With fuel prices escalating, people are scouting for alternatives to the conventional car. Major automakers have plans to roll out new battery electric vehicles (BEVs) or plug-in hybrid electric vehicles (PHEVs) in the Indian market. While your fuel guzzling cars are stretching your monthly bills, the 65 paisa/km running cost on an electric car may just look as if it seals the deal! But there’s more to the economics of an electric car.

How EVs work

Very simply, an electric vehicle is one that is powered by an electric motor rather than a gasoline engine. You power up the conventional engine by tanking up on petrol or diesel, but in an electric engine, the rechargeable batteries are charged through a common household electric outlet.

Currently, the chink in the electric car’s armour is its batteries. While the early EV models used lead acid batteries (your conventional car batteries), batteries have evolved with Lithium-ion and nickel-metal-hydride (NiMH) now being used worldwide by various automakers. But the technology is far from perfect. As of now, a Lithium-ion battery costs $600/ kwh, which is painfully high. The attempt is to reduce this to almost $200/kwh by 2020 to make it more economical.

Before you wonder why you should worry about these technical aspects, it is this very aspect of batteries in an EV that alters your economics drastically. Electric cars sell at a hefty premium due to the high cost of batteries. Hence, any significant break-through in battery technology can alter the entire landscape for EVs.

Upfront costs

The price of an electric car is much higher than your conventional car. While various Governments world over provide direct subsidy of $5,000-$7,500 per EV sold, automakers in India are only hopeful of some relief in the upcoming Budget. In India currently the price of an electric car is easily at a 45 per cent premium to your conventional car.

Running costs

To compare the running costs between the two, you ideally need to compare the electricity cost for charging your electric car with the fuel cost for your conventional car. To do this you need to know the following:

a) Average kilometres you drive daily

b) Mileage

c) Cost of re-fuelling/recharging.

While mileage in a conventional car is the number of kilometres it runs on one litre of fuel, for the electric car it will be its range — the ‘kilometres’ it runs on a single charge. As a case in point, Mahindra’s REVAi has a range of 80 km for one charge.

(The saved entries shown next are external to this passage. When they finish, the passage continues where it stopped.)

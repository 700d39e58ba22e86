//! # Frank
//!
//! $$
//! \psi(s)=-\frac{1}{\theta}\ln\left(1-(1-e^{-\theta})e^{-s}\right),\qquad
//! \psi^{-1}(u)=-\ln\frac{e^{-\theta u}-1}{e^{-\theta}-1}
//! $$
//!
use rand::Rng;

use crate::copulas::archimedean::frailty;
use crate::copulas::archimedean::signed;
use crate::copulas::archimedean::validate_params;
use crate::copulas::archimedean::ArchimedeanFamily;
use crate::copulas::archimedean::Derivative;
use crate::error::Result;
use crate::special::log1mexp;
use crate::special::log1pexp;
use crate::special::log_abs_expm1;
use crate::traits::ArchimedeanExt;

/// Radially symmetric family without tail dependence.
#[derive(Debug, Clone, PartialEq)]
pub struct Frank {
  pub dim: usize,
  pub theta: f64,
}

impl Frank {
  pub fn new(dim: usize, theta: f64) -> Result<Self> {
    validate_params(ArchimedeanFamily::Frank, dim, theta)?;
    Ok(Self { dim, theta })
  }

  pub fn set_theta(&mut self, theta: f64) -> Result<()> {
    validate_params(ArchimedeanFamily::Frank, self.dim, theta)?;
    self.theta = theta;
    Ok(())
  }
}

impl ArchimedeanExt for Frank {
  fn family(&self) -> ArchimedeanFamily {
    ArchimedeanFamily::Frank
  }

  fn theta(&self) -> f64 {
    self.theta
  }

  fn psi(&self, s: f64) -> f64 {
    let theta = self.theta;
    if theta > 0.0 {
      -log1mexp(s - log1mexp(theta)) / theta
    } else if theta < 0.0 {
      -log1pexp(log_abs_expm1(-theta) - s) / theta
    } else {
      (-s).exp()
    }
  }

  fn ipsi(&self, u: f64, log: bool) -> f64 {
    let theta = self.theta;
    let s = if theta == 0.0 {
      -u.ln()
    } else {
      log_abs_expm1(-theta) - log_abs_expm1(-theta * u)
    };

    if log {
      s.ln()
    } else {
      s
    }
  }

  fn dipsi(&self, u: f64, degree: Derivative, log: bool) -> f64 {
    let theta = self.theta;
    if theta == 0.0 {
      return match degree {
        Derivative::First => signed(-u.ln(), true, log),
        Derivative::Second => signed(-2.0 * u.ln(), false, log),
      };
    }

    let x = theta * u;
    match degree {
      Derivative::First => signed(theta.abs().ln() - log_abs_expm1(x), true, log),
      Derivative::Second => signed(
        2.0 * theta.abs().ln() + x - 2.0 * log_abs_expm1(x),
        false,
        log,
      ),
    }
  }

  fn frailty<R: Rng + ?Sized>(&self, rng: &mut R) -> Result<f64> {
    if self.theta == 0.0 {
      return Ok(1.0);
    }
    Ok(frailty::logarithmic(-(-self.theta).exp_m1(), rng))
  }
}

impl_copula_ext!(Frank);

This means that after every 80 km you will need to recharge. This can be done at a normal household outlet at 220 V and takes 8 hours to charge. Hence at Rs 6.5/unit power cost, it may take Rs 52 for every 80 km. Whereas, a Maruti Alto 800, at a mileage of 18 km/litre, will cost Rs 314 in petrol for the same distance. Now that’s a sizeable savings on your petrol bills.

So where is the hitch?

Payback time

While the monthly savings clearly are sizeable, don’t forget that it should justify a positive payback on the premium you have paid for the electric car in the first place. We have compared Mahindra’s REVAi to Maruti Alto 800. (Refer to table below). As evident the premium paid over the conventional car in case I (30 km/day) is recovered only after 6 years. This is more than the time you would normally hold a conventional car. However in case II (50 km/day), the payback is halved to 3 years.

With an expected battery life of 50,000 km, the battery will need to be replaced at the end of 4.5 years in case I and after 2.7 years in case II (see table). While higher usage will reduce your payback time, it will also mean replacing your battery earlier, the cost of which is steep at approximately Rs 72,000.

Game changer

While traffic congestion and low average speeds present a fair case for an electric car at least as a second car option, the driving range needs to significantly improve to consider it for anything beyond running it for your daily errands.

Also the steep battery cost with no subsidy from the Government currently is a huge dampener. As automakers introduce newer models in India, better range, battery cost and Government’s active participation can make a big change to the economics of going electric.